Official page: https://www.facebook.com/Portavoz-Pagina-Oficial-199380760093673/
[ECUADOR] LaMafiAndinA: “Warmi Hatari”
LaMafiAndinA and the Women Without Violence campaign “This is how Ecuador wins!” created this video to promote a country free of violence and discrimination against women, #MujeresSinViolenciaEc. Taki Amaru, leader of the band, is originally from Colombia but when she moved to Ecuador as an adolescent she learned to speak Kichwa, lives in Imbabura with predominantly indigenous people, and has gradually assumed an Andean indigenous identity that directly influences her art.
Official page: https://www.facebook.com/LaMafiAndinA-1628384490790049/
[EEUU] Supaman: “Why”
(In collaboration with Taboo, from the Black Eyed Peas)

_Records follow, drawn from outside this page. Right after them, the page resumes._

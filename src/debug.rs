//! Unified logging for w96box.
//!
//! Routes all `log::info!()` etc. to `w96box_debug.log` in the system temp
//! directory, keeping log output away from any terminal the launcher was
//! started from. When `RUST_LOG` is set the same lines are mirrored to
//! stderr for interactive debugging.
//!
//! Level precedence: `--log-level` CLI flag, then `RUST_LOG`, then `info`.

use parking_lot::Mutex;
use std::fs::{File, OpenOptions};
use std::io::Write;
use std::path::PathBuf;

/// Path of the debug log file.
pub fn log_file_path() -> PathBuf {
    std::env::temp_dir().join("w96box_debug.log")
}

struct LogBridge {
    file: Option<Mutex<File>>,
    mirror_stderr: bool,
}

impl log::Log for LogBridge {
    fn enabled(&self, metadata: &log::Metadata<'_>) -> bool {
        metadata.level() <= log::max_level()
    }

    fn log(&self, record: &log::Record<'_>) {
        if !self.enabled(record.metadata()) {
            return;
        }
        let line = format!(
            "[{}] [{:5}] [{}] {}",
            chrono::Local::now().format("%Y-%m-%d %H:%M:%S%.3f"),
            record.level(),
            record.target(),
            record.args()
        );
        if let Some(file) = &self.file {
            let mut file = file.lock();
            let _ = writeln!(file, "{line}");
        }
        if self.mirror_stderr {
            eprintln!("{line}");
        }
    }

    fn flush(&self) {
        if let Some(file) = &self.file {
            let _ = file.lock().flush();
        }
    }
}

/// Install the log bridge. Safe to call once at startup, before any windows
/// exist; later calls are ignored by the `log` crate.
pub fn init_log_bridge(cli_level: Option<log::LevelFilter>) {
    let env_level = std::env::var("RUST_LOG")
        .ok()
        .and_then(|raw| raw.parse::<log::LevelFilter>().ok());
    let level = cli_level
        .or(env_level)
        .unwrap_or(log::LevelFilter::Info);

    // A log file that cannot be opened silently disables file output; the
    // launcher must still run on read-only temp dirs.
    let file = OpenOptions::new()
        .create(true)
        .append(true)
        .open(log_file_path())
        .ok()
        .map(Mutex::new);

    let bridge = LogBridge {
        file,
        mirror_stderr: std::env::var_os("RUST_LOG").is_some(),
    };

    if log::set_boxed_logger(Box::new(bridge)).is_ok() {
        log::set_max_level(level);
    }
}
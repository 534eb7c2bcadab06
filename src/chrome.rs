//! Window-chrome tables: resolution presets and the scripted menus.
//!
//! Static configuration consumed by the UI glue. The actions themselves go
//! through [`crate::launcher::Launcher`]; nothing here touches a window.

/// A fixed window size preset.
#[derive(Debug, Clone, Copy, PartialEq, Eq)]
pub struct ResolutionPreset {
    /// Menu label, e.g. `1024x600`.
    pub label: &'static str,
    pub width: u32,
    pub height: u32,
}

/// Resolution presets offered in the session window menu.
pub const RESOLUTION_PRESETS: [ResolutionPreset; 12] = [
    ResolutionPreset { label: "320x240", width: 320, height: 240 },
    ResolutionPreset { label: "640x480", width: 640, height: 480 },
    ResolutionPreset { label: "800x600", width: 800, height: 600 },
    ResolutionPreset { label: "1024x600", width: 1024, height: 600 },
    ResolutionPreset { label: "1280x720", width: 1280, height: 720 },
    ResolutionPreset { label: "1280x800", width: 1280, height: 800 },
    ResolutionPreset { label: "1366x768", width: 1366, height: 768 },
    ResolutionPreset { label: "1440x900", width: 1440, height: 900 },
    ResolutionPreset { label: "1600x900", width: 1600, height: 900 },
    ResolutionPreset { label: "1920x1080", width: 1920, height: 1080 },
    ResolutionPreset { label: "2560x1440", width: 2560, height: 1440 },
    ResolutionPreset { label: "3840x2160", width: 3840, height: 2160 },
];

/// One entry in the "Open Apps" tools menu: a label plus the Windows 96
/// shell command injected through the script bridge.
#[derive(Debug, Clone, Copy, PartialEq, Eq)]
pub struct ToolCommand {
    pub label: &'static str,
    pub command: &'static str,
}

/// Tools-menu entries (each runs `w96.sys.execCmd(command)` in the page).
pub const TOOL_COMMANDS: [ToolCommand; 5] = [
    ToolCommand { label: "Open Terminal", command: "terminal" },
    ToolCommand { label: "Open Task Manager", command: "taskmgr" },
    ToolCommand { label: "Open Explorer", command: "explorer" },
    ToolCommand { label: "Open Settings", command: "ctrl" },
    ToolCommand { label: "Open Run", command: "run" },
];
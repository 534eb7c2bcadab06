//! Developer console model.
//!
//! Holds the scrollback of one session's console window: submitted
//! commands, their results, captured `console.log` output, and script
//! errors. Rendering (colors, fonts, scrolling) is the UI glue's job; the
//! hook that captures `console.log` inside the page is the engine's job.
//! This module only formats and stores lines.

use crate::engine::PageHost;
use std::fmt;

/// One line of console scrollback.
#[derive(Debug, Clone, PartialEq, Eq)]
pub enum ConsoleLine {
    /// Echo of a submitted command.
    Command(String),
    /// Formatted result of an evaluation.
    Return(String),
    /// Captured `console.log` output from the page.
    Log(String),
    /// Script error reported by the engine.
    Error(String),
}

impl fmt::Display for ConsoleLine {
    fn fmt(&self, f: &mut fmt::Formatter<'_>) -> fmt::Result {
        match self {
            ConsoleLine::Command(cmd) => write!(f, "> {cmd}"),
            ConsoleLine::Return(text) => write!(f, "[return] {text}"),
            ConsoleLine::Log(text) => write!(f, "[log] {text}"),
            ConsoleLine::Error(text) => write!(f, "[error] {text}"),
        }
    }
}

/// Console scrollback for one session.
#[derive(Debug, Default)]
pub struct DevConsole {
    lines: Vec<ConsoleLine>,
}

impl DevConsole {
    pub fn new() -> Self {
        Self::default()
    }

    /// Submit a command for evaluation in the page.
    ///
    /// Empty (after trimming) input is ignored. The command is echoed, then
    /// evaluated; a `null` result prints nothing, objects and arrays are
    /// pretty-printed, scalars print bare. Script errors land in the
    /// scrollback instead of propagating — they never affect registry state.
    pub fn submit(&mut self, host: &mut dyn PageHost, input: &str) {
        let command = input.trim();
        if command.is_empty() {
            return;
        }
        self.lines.push(ConsoleLine::Command(command.to_string()));

        match host.evaluate(command) {
            Ok(value) => self.push_result(value),
            Err(e) => self.lines.push(ConsoleLine::Error(e.to_string())),
        }
    }

    /// Append a script result (sync return or a late `ScriptResult` event).
    pub fn push_result(&mut self, value: serde_json::Value) {
        if let Some(text) = format_result(&value) {
            self.lines.push(ConsoleLine::Return(text));
        }
    }

    /// Append a captured `console.log` line.
    pub fn push_log(&mut self, message: impl Into<String>) {
        self.lines.push(ConsoleLine::Log(message.into()));
    }

    /// Append a script error.
    pub fn push_error(&mut self, message: impl Into<String>) {
        self.lines.push(ConsoleLine::Error(message.into()));
    }

    /// The scrollback, oldest first.
    pub fn lines(&self) -> &[ConsoleLine] {
        &self.lines
    }

    pub fn clear(&mut self) {
        self.lines.clear();
    }
}

/// Format an evaluation result for display. `None` means print nothing.
fn format_result(value: &serde_json::Value) -> Option<String> {
    match value {
        serde_json::Value::Null => None,
        serde_json::Value::String(s) => Some(s.clone()),
        serde_json::Value::Object(_) | serde_json::Value::Array(_) => {
            // Pretty-print structured results over two-space indents.
            Some(serde_json::to_string_pretty(value).unwrap_or_else(|_| value.to_string()))
        }
        other => Some(other.to_string()),
    }
}

#[cfg(test)]
mod tests {
    use super::*;
    use crate::engine::{EngineError, ScriptError};
    use serde_json::json;

    /// Minimal host that answers every evaluation with a canned result.
    struct CannedHost {
        result: Result<serde_json::Value, String>,
        evaluated: Vec<String>,
    }

    impl CannedHost {
        fn returning(value: serde_json::Value) -> Self {
            Self { result: Ok(value), evaluated: Vec::new() }
        }

        fn failing(message: &str) -> Self {
            Self { result: Err(message.to_string()), evaluated: Vec::new() }
        }
    }

    impl PageHost for CannedHost {
        fn load_url(&mut self, _url: &str) -> Result<(), EngineError> {
            Ok(())
        }
        fn load_html(&mut self, _html: &str) -> Result<(), EngineError> {
            Ok(())
        }
        fn evaluate(&mut self, script: &str) -> Result<serde_json::Value, ScriptError> {
            self.evaluated.push(script.to_string());
            self.result
                .clone()
                .map_err(ScriptError::Evaluation)
        }
        fn set_inner_size(&mut self, _width: u32, _height: u32) {}
        fn set_fullscreen(&mut self, _fullscreen: bool) {}
        fn is_fullscreen(&self) -> bool {
            false
        }
        fn set_title(&mut self, _title: &str) {}
        fn remove_chrome(&mut self) {}
        fn close(&mut self) {}
    }

    #[test]
    fn submit_echoes_and_formats_scalar() {
        let mut console = DevConsole::new();
        let mut host = CannedHost::returning(json!(42));
        console.submit(&mut host, "  6 * 7  ");

        assert_eq!(host.evaluated, vec!["6 * 7"]);
        assert_eq!(
            console.lines(),
            &[
                ConsoleLine::Command("6 * 7".to_string()),
                ConsoleLine::Return("42".to_string()),
            ]
        );
    }

    #[test]
    fn empty_input_is_ignored() {
        let mut console = DevConsole::new();
        let mut host = CannedHost::returning(json!(1));
        console.submit(&mut host, "   ");
        assert!(console.lines().is_empty());
    }

    #[test]
    fn null_result_prints_nothing() {
        let mut console = DevConsole::new();
        let mut host = CannedHost::returning(serde_json::Value::Null);
        console.submit(&mut host, "void 0");
        assert_eq!(
            console.lines(),
            &[ConsoleLine::Command("void 0".to_string())]
        );
    }

    #[test]
    fn object_result_is_pretty_printed() {
        let mut console = DevConsole::new();
        let mut host = CannedHost::returning(json!({"a": 1}));
        console.submit(&mut host, "window.obj");
        match console.lines().last().unwrap() {
            ConsoleLine::Return(text) => {
                assert!(text.contains("\"a\": 1"));
                assert!(text.contains('\n'));
            }
            other => panic!("unexpected line {other:?}"),
        }
    }

    #[test]
    fn string_result_prints_bare() {
        let mut console = DevConsole::new();
        let mut host = CannedHost::returning(json!("hello"));
        console.submit(&mut host, "greeting");
        assert_eq!(
            console.lines().last(),
            Some(&ConsoleLine::Return("hello".to_string()))
        );
    }

    #[test]
    fn script_errors_land_in_scrollback() {
        let mut console = DevConsole::new();
        let mut host = CannedHost::failing("ReferenceError: w97 is not defined");
        console.submit(&mut host, "w97.boot()");
        match console.lines().last().unwrap() {
            ConsoleLine::Error(text) => assert!(text.contains("ReferenceError")),
            other => panic!("unexpected line {other:?}"),
        }
    }

    #[test]
    fn log_lines_render_with_prefix() {
        let mut console = DevConsole::new();
        console.push_log("booted");
        assert_eq!(console.lines()[0].to_string(), "[log] booted");
    }
}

Supaman is a professional dancer and singer/song writer of the Apsáalooke people in the northern part of the country. He lives in a reservation in Minnesota where his family has been a historical victim of the poverty imposed by the state. His first album “It’s Time” in 2005 won the Native American Music Award. His song “Why” talks about racism and with his art he has supported causes of resistance such as Standing Rock.
Official page: https://www.facebook.com/Supamanhiphop/
[GUATEMALA] Guatemala Balam Ajpu: “Toj”
Balam Ajpu is a hip hop band from Guatemala that met for the first time in the Lake Atlitán region when helping to build a “Hip-Hop House Worldview” community center for children to develop their artistic side. Part of the band’s project is to boost the Mayan worldview and instruments. Toj, which in Mayan means fire pays tribute to the Mayan kingdom that had occupy what is now Mexico, Guatemala, and Belize.
Official page: https://www.facebook.com/Balam-Ajpu-1075374445824961/
[MEXICO] Yune Va: “Yo no quiero”
Oaxaca’s rapper, Yune Vaa says that Cuicateco is a language in danger of extinction and making Cuicateco music is a way to safeguard the language. As an adolescent he traveled to Oaxaca City to study high school and couldn’t practice his language, so he makes an effort to write songs in his homeland where he can speak it with his family and people. His songs reflect the migrations of indigenous peoples from the countryside to the city and its consequences.
Official page: https://yunevaa.com/
[PERU] Renata Flores: “Qam hina”
Renata Flores is a feminist rap and pop singer from Peru, and she sings in Kichwa and Spanish. She seeks to demystify Kichwa, a language that is used by more than 8 million people in Latin America. Her song “Qam hina” talks about the right of women, in particular, girls to go to school and is dedicated to her grandmother, who could not finish her studies.
Official page: https://www.youtube.com/channel/UC-QM2vahE4-IOAsLGCIecdw
[CANADA] Tanya Tagaq: “Uja”
Inuit singer Tanya Tagaq defines herself as an experimental vocalist, who uses guttural sounds and her native language to break the limits of conformity. Her style more closely to punk but we wanted to include it for it being purely challenging and disconcerting. Her people, as she says on her website, “The Inuit people live on the cutting edge of the climate emergency. As sea ice dwindles at astonishing rates, they are witnessing the death of the entire Arctic ecosystem, as the colonialist machine rolls on, mining newly uncovered areas for diamonds. And the Inuit know the truth about the contemporary natures of the crimes at the center of Canada’s identity”
Official page: http://tanyatagaq.com/
In collaboration with Buffy Sainte-Marie.